### Exercise
Every line of the entries below that includes "courses" belongs in the answer, copied as written.

### Dataset extract
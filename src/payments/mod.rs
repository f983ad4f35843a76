mod mercadopago;
mod stripe;

pub use mercadopago::*;
pub use stripe::*;

use serde::{Deserialize, Serialize};
use strum::{AsRefStr, EnumString};

#[derive(Debug, Clone, Copy, PartialEq, Eq, Serialize, Deserialize, AsRefStr, EnumString)]
#[serde(rename_all = "lowercase")]
#[strum(serialize_all = "lowercase")]
pub enum PaymentProvider {
    Stripe,
    MercadoPago,
    /// Zero-total purchases completed without a gateway
    Free,
}

impl std::fmt::Display for PaymentProvider {
    fn fmt(&self, f: &mut std::fmt::Formatter<'_>) -> std::fmt::Result {
        f.write_str(self.as_ref())
    }
}

/// A hosted checkout page created at the gateway.
#[derive(Debug, Clone)]
pub struct CheckoutSession {
    /// Stripe session id / Mercado Pago preference id
    pub id: String,
    pub url: String,
}

/// One purchase line as sent to a gateway.
#[derive(Debug, Clone)]
pub struct CheckoutLine {
    pub title: String,
    pub unit_amount_cents: i64,
}

/// Everything a gateway needs to create a checkout for a pending purchase.
#[derive(Debug, Clone)]
pub struct GatewayCheckout<'a> {
    pub purchase_id: &'a str,
    pub customer_email: &'a str,
    pub currency: &'a str,
    pub lines: Vec<CheckoutLine>,
    pub discount_cents: i64,
    pub total_cents: i64,
    pub success_url: String,
    pub cancel_url: String,
    pub notification_url: String,
}

#[cfg(test)]
mod tests {
    use super::*;

    #[test]
    fn provider_names() {
        assert_eq!(PaymentProvider::MercadoPago.as_ref(), "mercadopago");
        assert_eq!("stripe".parse::<PaymentProvider>().unwrap(), PaymentProvider::Stripe);
        assert_eq!(
            serde_json::to_string(&PaymentProvider::MercadoPago).unwrap(),
            "\"mercadopago\""
        );
    }
}
mod coupons;
mod courses;
mod messaging;
mod purchases;
mod reports;
mod users;

pub use coupons::*;
pub use courses::*;
pub use messaging::*;
pub use purchases::*;
pub use reports::*;
pub use users::*;

use axum::{
    Router,
    extract::DefaultBodyLimit,
    http::HeaderMap,
    middleware,
    routing::{get, post, put},
};

use crate::db::AppState;
use crate::error::Result;
use crate::middleware::{AuthContext, require_admin, require_staff};
use crate::models::AuditAction;
use crate::util::AuditLogBuilder;

/// Largest lesson video accepted in one upload.
pub const MAX_VIDEO_UPLOAD_BYTES: usize = 512 * 1024 * 1024;

/// Audit entry for a staff or admin mutation.
pub(crate) fn audit(
    state: &AppState,
    headers: &HeaderMap,
    ctx: &AuthContext,
    action: AuditAction,
    resource_type: &str,
    resource_id: &str,
    details: Option<serde_json::Value>,
) -> Result<()> {
    let conn = state.audit.get()?;
    let mut builder = AuditLogBuilder::new(&conn, state.audit_log_enabled, headers)
        .user(&ctx.user)
        .action(action)
        .resource(resource_type, resource_id);
    if let Some(ref details) = details {
        builder = builder.details(details);
    }
    builder.save()?;
    Ok(())
}

pub fn router(state: AppState) -> Router<AppState> {
    Router::new()
        // Course authoring (instructors own courses, admins any)
        .route("/admin/courses", get(list_courses).post(create_course))
        .route(
            "/admin/courses/{id}",
            get(get_course).put(update_course).delete(delete_course),
        )
        .route("/admin/courses/{id}/publish", post(publish_course))
        .route("/admin/courses/{id}/unpublish", post(unpublish_course))
        .route("/admin/courses/{id}/modules", post(create_module))
        .route(
            "/admin/modules/{id}",
            put(update_module).delete(delete_module),
        )
        .route("/admin/modules/{id}/lessons", post(create_lesson))
        .route(
            "/admin/lessons/{id}",
            put(update_lesson).delete(delete_lesson),
        )
        .route(
            "/admin/lessons/{id}/video",
            put(upload_video)
                .delete(delete_video)
                .layer(DefaultBodyLimit::max(MAX_VIDEO_UPLOAD_BYTES)),
        )
        .layer(middleware::from_fn_with_state(state.clone(), require_staff))
        .merge(
            Router::new()
                // Users
                .route("/admin/users", get(list_users))
                .route("/admin/users/{id}/role", put(update_user_role))
                // Coupons
                .route("/admin/coupons", get(list_coupons).post(create_coupon))
                .route(
                    "/admin/coupons/{id}",
                    get(get_coupon).put(update_coupon).delete(delete_coupon),
                )
                // Purchases
                .route("/admin/purchases", get(list_purchases))
                .route(
                    "/admin/purchases/{id}/transactions",
                    get(list_purchase_transactions),
                )
                // Messaging
                .route("/admin/notifications", post(broadcast_notification))
                .route(
                    "/admin/newsletter/campaigns",
                    get(list_campaigns).post(create_campaign),
                )
                .route("/admin/newsletter/campaigns/{id}", get(get_campaign))
                .route("/admin/newsletter/campaigns/{id}/send", post(send_campaign))
                // Reports
                .route("/admin/reports/sales", get(sales_report))
                .route("/admin/reports/courses", get(course_report))
                .route("/admin/reports/coupons", get(coupon_report))
                .route("/admin/audit-logs", get(query_audit_logs))
                .route("/admin/audit-logs/text", get(query_audit_logs_text))
                .layer(middleware::from_fn_with_state(state, require_admin)),
        )
}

### Task response
mod courses;
pub use courses::*;
        // Course authoring (instructors own courses, admins any)
        .route("/admin/courses", get(list_courses).post(create_course))
            "/admin/courses/{id}",
        .route("/admin/courses/{id}/publish", post(publish_course))
        .route("/admin/courses/{id}/unpublish", post(unpublish_course))
        .route("/admin/courses/{id}/modules", post(create_module))
                .route("/admin/reports/courses", get(course_report))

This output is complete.